Segundo a Associação Portuguesa para o Estudo da Dor, um em cada três portugueses sofre de dor crónica. Destes, a maioria tem dor de origem músculo-esquelética, estando a dor lombar no topo das queixas.
No Reino Unido, a professora Ann More (em representação da Chartered Society of Physioterapists) refere que a lombalgia afeta um em cada três adultos. Nos EUA, a Associação Americana de Fisioterapeutas avança que 75 a 85% dos adultos serão afetados por dor lombar ao longo da sua vida. Esta condição representa uma das maiores causas de absentismo ao trabalho e é motivo de um elevadíssimo número de atendimentos em consulta e nas urgências. Números que indicam que esta “doença” significa um elevado impacto económico-financeiro nos estados e seguradoras, o que tem motivado a comunidade científica a investigar o assunto. Na ordem de prioridades está a determinação de quais os tratamentos mais eficazes de modo a estabelecer o que é e o que não é pago, por ser considerado ineficaz ou por ter uma eficácia reduzida.
Ao contrário de países como os EUA, o Reino Unido, a Bélgica, a Suíça, entre outros, em Portugal o Ministério de Saúde continua a não ter como critério para pagamento dos serviços de saúde a sua eficácia e evidência científica. Se assim fosse o estado deixaria de gastar milhões com técnicas obsoletas e cuja evidência científica claramente mostra ser ineficaz. Um dos exemplos é a fisioterapia “clássica” das clínicas convencionadas com a Segurança Social, nas quais os próprios doentes sem conhecimento científico dizem ser inútil.
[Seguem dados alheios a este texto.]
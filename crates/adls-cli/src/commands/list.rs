//! List command - List artifacts

use super::RepositoryOptions;
use adls_core::{ArtifactEntry, ArtifactRepository};
use anyhow::Result;
use colored::Colorize;

pub async fn run(
    options: &RepositoryOptions,
    uri: &str,
    path: Option<&str>,
    json: bool,
) -> Result<()> {
    let repo = options.open(uri)?;
    let entries = repo.list_artifacts(path).await?;

    if json {
        println!("{}", serde_json::to_string_pretty(&entries)?);
        return Ok(());
    }

    if entries.is_empty() {
        println!("{}", "No artifacts".dimmed());
        return Ok(());
    }

    for entry in &entries {
        println!("{}", format_entry(entry));
    }
    Ok(())
}

fn format_entry(entry: &ArtifactEntry) -> String {
    match entry.file_size {
        Some(size) => format!("{:>12}  {}", size, entry.path),
        None => format!("{:>12}  {}", "<dir>".dimmed(), format!("{}/", entry.path).blue()),
    }
}

#[cfg(test)]
mod tests {
    use super::*;

    #[test]
    fn test_format_file_entry() {
        let line = format_entry(&ArtifactEntry::file("model.bin", 2048));
        assert_eq!(line, "        2048  model.bin");
    }

    #[test]
    fn test_format_directory_entry() {
        colored::control::set_override(false);
        let line = format_entry(&ArtifactEntry::directory("plots"));
        assert_eq!(line, "       <dir>  plots/");
    }
}
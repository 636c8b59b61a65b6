//! ADLS Core Library
//!
//! Artifact repository on top of Azure Data Lake Storage Gen2: URI
//! resolution, path translation, listing normalization, and the backend
//! ports the repository drives.

// Re-export pure types from adls-types
pub use adls_types::*;

pub mod backend;
pub mod config;
pub mod error;
pub mod path;
pub mod ports;
pub mod repository;
pub mod uri;

pub use backend::{DataLakeRestService, InMemoryDataLake};
pub use config::{RepositorySettings, DEFAULT_TIMEOUT_SECS};
pub use error::{ArtifactError, BackendError, Result};
pub use ports::{ArtifactRepository, StaticTokenCredential, TokenCredential};
pub use repository::DataLakeArtifactRepository;
pub use uri::parse_abfss_uri;
//! Credential port

use crate::error::BackendError;
use async_trait::async_trait;

/// Source of bearer tokens for the Data Lake REST API.
///
/// Only backends look at credentials; the repository passes them through.
#[async_trait]
pub trait TokenCredential: Send + Sync {
    async fn bearer_token(&self) -> Result<String, BackendError>;
}

/// A pre-issued token, e.g. from `az account get-access-token`
#[derive(Clone)]
pub struct StaticTokenCredential {
    token: String,
}

impl StaticTokenCredential {
    pub fn new(token: impl Into<String>) -> Self {
        Self {
            token: token.into(),
        }
    }
}

impl std::fmt::Debug for StaticTokenCredential {
    fn fmt(&self, f: &mut std::fmt::Formatter<'_>) -> std::fmt::Result {
        f.debug_struct("StaticTokenCredential")
            .field("token", &"<redacted>")
            .finish()
    }
}

#[async_trait]
impl TokenCredential for StaticTokenCredential {
    async fn bearer_token(&self) -> Result<String, BackendError> {
        if self.token.is_empty() {
            return Err(BackendError::Authentication("empty bearer token".to_string()));
        }
        Ok(self.token.clone())
    }
}
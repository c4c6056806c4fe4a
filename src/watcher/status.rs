use super::state::{Identity, PollStats};
use chrono::{DateTime, Utc};
use serde::{Deserialize, Serialize};

/// Snapshot of a watcher for status displays
#[derive(Debug, Clone, PartialEq, Serialize, Deserialize)]
pub struct WatcherStatus {
    pub is_running: bool,
    /// Label of the watched collection while a session runs
    pub source: Option<String>,
    pub cursor: Option<Identity>,
    pub polls: u64,
    pub failures: u64,
    pub consecutive_failures: u32,
    pub last_error: Option<String>,
    pub last_poll_at: Option<DateTime<Utc>>,
}

impl WatcherStatus {
    pub(crate) fn new(
        is_running: bool,
        source: Option<String>,
        cursor: Option<Identity>,
        stats: PollStats,
    ) -> Self {
        Self {
            is_running,
            source,
            cursor,
            polls: stats.polls,
            failures: stats.failures,
            consecutive_failures: stats.consecutive_failures,
            last_error: stats.last_error,
            last_poll_at: stats.last_poll_at,
        }
    }
}
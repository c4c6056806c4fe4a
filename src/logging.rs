use crate::config::ensure_logs_dir;
use crate::error::Result;
use std::path::PathBuf;
use std::sync::{LazyLock, Mutex, Once};
use tracing::{debug, error, info, warn};
use tracing_subscriber::{
    fmt::{self},
    layer::SubscriberExt,
    util::SubscriberInitExt,
    EnvFilter, Layer,
};

pub const LOG_FILE_NAME: &str = "supabase-watch.log";

static LOGGER_INITIALIZED: Once = Once::new();

// Keep the guard alive for the lifetime of the program
static FILE_APPENDER_GUARD: LazyLock<Mutex<Option<tracing_appender::non_blocking::WorkerGuard>>> =
    LazyLock::new(|| Mutex::new(None));

#[derive(Debug, Clone)]
pub struct LogSettings {
    /// Directory for the rolling log file; `None` means `~/.supabase-watch/logs`
    pub log_dir: Option<PathBuf>,
    /// Write a daily rolling file next to console output
    pub file_logging: bool,
    /// Filter used when `RUST_LOG` is not set
    pub default_filter: String,
}

impl Default for LogSettings {
    fn default() -> Self {
        Self {
            log_dir: None,
            file_logging: true,
            default_filter: "info".to_string(),
        }
    }
}

/// Install the global subscriber. Later calls are no-ops.
pub fn init_logging(settings: LogSettings) -> Result<()> {
    let logs_dir = if settings.file_logging {
        Some(match settings.log_dir {
            Some(dir) => {
                std::fs::create_dir_all(&dir)?;
                dir
            }
            None => ensure_logs_dir()?,
        })
    } else {
        None
    };

    LOGGER_INITIALIZED.call_once(|| {
        let env_filter = EnvFilter::try_from_default_env()
            .unwrap_or_else(|_| EnvFilter::new(&settings.default_filter));

        // Console logging - compact format
        let console_layer = fmt::layer()
            .compact()
            .with_target(false)
            .with_thread_names(true)
            .with_filter(env_filter.clone());

        let file_layer = logs_dir.map(|dir| {
            let file_appender = tracing_appender::rolling::daily(dir, LOG_FILE_NAME);
            let (non_blocking, guard) = tracing_appender::non_blocking(file_appender);

            // Store the guard to keep the writer alive
            if let Ok(mut guard_mutex) = FILE_APPENDER_GUARD.lock() {
                *guard_mutex = Some(guard);
            }

            fmt::layer()
                .with_writer(non_blocking)
                .with_ansi(false)
                .with_target(true)
                .with_filter(env_filter)
        });

        // A subscriber installed elsewhere (tests, embedding host) wins
        let _ = tracing_subscriber::registry()
            .with(console_layer)
            .with(file_layer)
            .try_init();
    });

    Ok(())
}

// Convenience functions for different log levels, tagged with the watcher label
pub fn log_debug(watcher: &str, message: &str) {
    debug!(watcher = watcher, "{}", message);
}

pub fn log_info(watcher: &str, message: &str) {
    info!(watcher = watcher, "{}", message);
}

pub fn log_warn(watcher: &str, message: &str) {
    warn!(watcher = watcher, "{}", message);
}

pub fn log_error(watcher: &str, message: &str) {
    error!(watcher = watcher, "{}", message);
}
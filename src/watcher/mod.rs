//! Watch a table or bucket for new content and hand the newest payload to a
//! pull-based host.
//!
//! A [`Watcher`] owns at most one session. Starting a session spawns one
//! background thread running the poll loop on its own single-threaded
//! runtime; the host reads the current output with [`Watcher::peek_output`]
//! and asks whether to re-run with [`Watcher::is_dirty`] (edge-triggered) or
//! [`Watcher::is_changed`] (always true).

pub mod mode;
pub mod poll;
pub mod retry;
pub mod state;
pub mod status;

pub use mode::{pick_latest, LatestItem};
pub use poll::PollOutcome;
pub use retry::RetryPolicy;
pub use state::{Identity, SharedState, Snapshot};
pub use status::WatcherStatus;

use crate::config::{BackendConfig, PayloadKind, WatchTarget};
use crate::error::Result;
use crate::logging::{log_error, log_info, log_warn};
use crate::source::{RemoteSource, SupabaseSource};
use std::sync::mpsc::{self, RecvTimeoutError};
use std::sync::{Arc, Mutex};
use std::thread;
use std::time::Duration;
use tokio_util::sync::CancellationToken;

#[derive(Debug, Clone, Copy, PartialEq, Eq)]
pub enum StartOutcome {
    Started,
    /// A session was already running; the new target was ignored
    AlreadyRunning,
}

#[derive(Debug, Clone, Copy, PartialEq, Eq)]
pub enum StopOutcome {
    NotRunning,
    /// The loop exited within the join timeout
    Joined,
    /// The loop was still busy (usually inside a backend call) and was left
    /// to finish on its own
    Detached,
}

struct Session {
    target: WatchTarget,
    cancel: CancellationToken,
    handle: thread::JoinHandle<()>,
    done_rx: mpsc::Receiver<()>,
}

/// Builds the remote source for a target's backend settings
pub type Connector = Arc<dyn Fn(&BackendConfig) -> Result<Arc<dyn RemoteSource>> + Send + Sync>;

pub struct Watcher {
    connect: Connector,
    state: SharedState,
    session: Mutex<Option<Session>>,
    interval_override: Option<Duration>,
}

impl std::fmt::Debug for Watcher {
    fn fmt(&self, f: &mut std::fmt::Formatter<'_>) -> std::fmt::Result {
        f.debug_struct("Watcher")
            .field("connect", &"<connector>")
            .field("state", &self.state)
            .field("is_running", &self.is_running())
            .field("interval_override", &self.interval_override)
            .finish()
    }
}

impl Watcher {
    /// Watcher that connects to each target's backend when it starts.
    /// `placeholder` is the payload kind served before the first `start()`.
    pub fn with_connector<F>(placeholder: PayloadKind, connect: F) -> Self
    where
        F: Fn(&BackendConfig) -> Result<Arc<dyn RemoteSource>> + Send + Sync + 'static,
    {
        Self {
            connect: Arc::new(connect),
            state: SharedState::new(placeholder),
            session: Mutex::new(None),
            interval_override: None,
        }
    }

    /// Watcher backed by the Supabase REST API. A client is built from
    /// `target.backend` on every `start()`.
    pub fn supabase(placeholder: PayloadKind) -> Self {
        Self::with_connector(placeholder, |backend| {
            let source: Arc<dyn RemoteSource> = Arc::new(SupabaseSource::new(backend)?);
            Ok(source)
        })
    }

    /// Watcher that polls `source` whatever backend a target names. Target
    /// backend settings are still validated.
    pub fn new(placeholder: PayloadKind, source: Arc<dyn RemoteSource>) -> Self {
        Self::with_connector(placeholder, move |_| Ok(Arc::clone(&source)))
    }

    /// Poll at `interval` instead of the target's `pollIntervalSecs`.
    ///
    /// For hosts that tick faster than the configurable range allows, and
    /// for tests.
    pub fn with_interval_override(mut self, interval: Duration) -> Self {
        self.interval_override = Some(interval);
        self
    }

    /// Start watching `target`.
    ///
    /// Validation failures are returned and nothing is spawned. If a session
    /// is already running this is a no-op: the running session keeps its
    /// target, and changing it requires `stop()` then `start()`.
    pub fn start(&self, target: WatchTarget) -> Result<StartOutcome> {
        let mut session = self.session.lock()?;
        let label = target.label();

        if let Some(existing) = session.as_ref() {
            if existing.target != target {
                log_warn(
                    &existing.target.label(),
                    &format!(
                        "Already running; ignoring new target {} (stop the watcher to change it)",
                        label
                    ),
                );
            }
            return Ok(StartOutcome::AlreadyRunning);
        }

        target.validate()?;
        let source = (self.connect)(&target.backend)?;

        let interval = self.interval_override.unwrap_or_else(|| target.poll_interval());
        let runtime = tokio::runtime::Builder::new_current_thread()
            .enable_all()
            .build()?;

        let generation = self.state.reset(target.payload);
        let cancel = CancellationToken::new();
        let (done_tx, done_rx) = mpsc::channel();

        let loop_target = target.clone();
        let state = self.state.clone();
        let loop_cancel = cancel.clone();

        let handle = thread::Builder::new()
            .name(format!("watch-{}", label))
            .spawn(move || {
                runtime.block_on(poll::run_loop(
                    source,
                    loop_target,
                    state,
                    generation,
                    interval,
                    loop_cancel,
                ));
                let _ = done_tx.send(());
            })?;

        log_info(&label, "Watcher started");

        *session = Some(Session {
            target,
            cancel,
            handle,
            done_rx,
        });
        Ok(StartOutcome::Started)
    }

    /// Ask the loop to exit and wait up to the target's join timeout.
    ///
    /// A loop blocked inside a backend call only notices the request once the
    /// call returns; if that takes longer than the timeout the thread is
    /// detached instead of blocking the caller.
    pub fn stop(&self) -> Result<StopOutcome> {
        let Some(session) = self.session.lock()?.take() else {
            return Ok(StopOutcome::NotRunning);
        };

        let label = session.target.label();
        session.cancel.cancel();
        self.state.retire();

        match session.done_rx.recv_timeout(session.target.join_timeout()) {
            Ok(()) | Err(RecvTimeoutError::Disconnected) => {
                if session.handle.join().is_err() {
                    log_error(&label, "Watcher thread panicked");
                }
                Ok(StopOutcome::Joined)
            }
            Err(RecvTimeoutError::Timeout) => {
                log_warn(
                    &label,
                    &format!(
                        "Watcher did not stop within {:?}; detaching",
                        session.target.join_timeout()
                    ),
                );
                Ok(StopOutcome::Detached)
            }
        }
    }

    pub fn is_running(&self) -> bool {
        self.session
            .lock()
            .map(|session| session.is_some())
            .unwrap_or(false)
    }

    /// Current output. Never blocks on I/O; the placeholder until the first
    /// successful fetch.
    pub fn peek_output(&self) -> Snapshot {
        self.state.peek()
    }

    /// Test-and-clear of the dirty flag
    pub fn consume_dirty(&self) -> bool {
        self.state.consume_dirty()
    }

    /// Edge-triggered host hook: true once per change of the output
    pub fn is_dirty(&self) -> bool {
        self.consume_dirty()
    }

    /// Legacy host hook for hosts that re-run the node on every tick
    pub fn is_changed(&self) -> bool {
        true
    }

    pub fn status(&self) -> WatcherStatus {
        let (is_running, source) = match self.session.lock() {
            Ok(session) => (
                session.is_some(),
                session.as_ref().map(|s| s.target.label()),
            ),
            Err(_) => (false, None),
        };
        WatcherStatus::new(is_running, source, self.state.cursor(), self.state.stats())
    }
}

impl Drop for Watcher {
    fn drop(&mut self) {
        if let Err(e) = self.stop() {
            log_error("watcher", &format!("Failed to stop watcher on drop: {}", e));
        }
    }
}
Para que os cuidados de saúde sejam de qualidade, devem estar centrados no paciente e apoiados por informações baseadas na evidência.
De um modo geral, há uma abordagem geralmente aceite para o tratamento da dor lombar com duração inferior a seis semanas (lombalgia aguda). Já nas situações que persistem, além destas seis semanas, a situação é diferente. O consenso sobre a melhor terapêutica a utilizar não tem existido e a oferta é incrivelmente elevada, existindo muitas abordagens diferentes que acabam por confundir os profissionais e, especialmente, os doentes. É neste sentido que as organizações de investigação científica e de garantia da qualidade dos serviços de saúde têm promovido a criação de Normas de Orientação Clínica ou Guidelines de modo a clarificar o que os doentes devem e não devem fazer, partindo de uma base científica e com resultados demonstrados.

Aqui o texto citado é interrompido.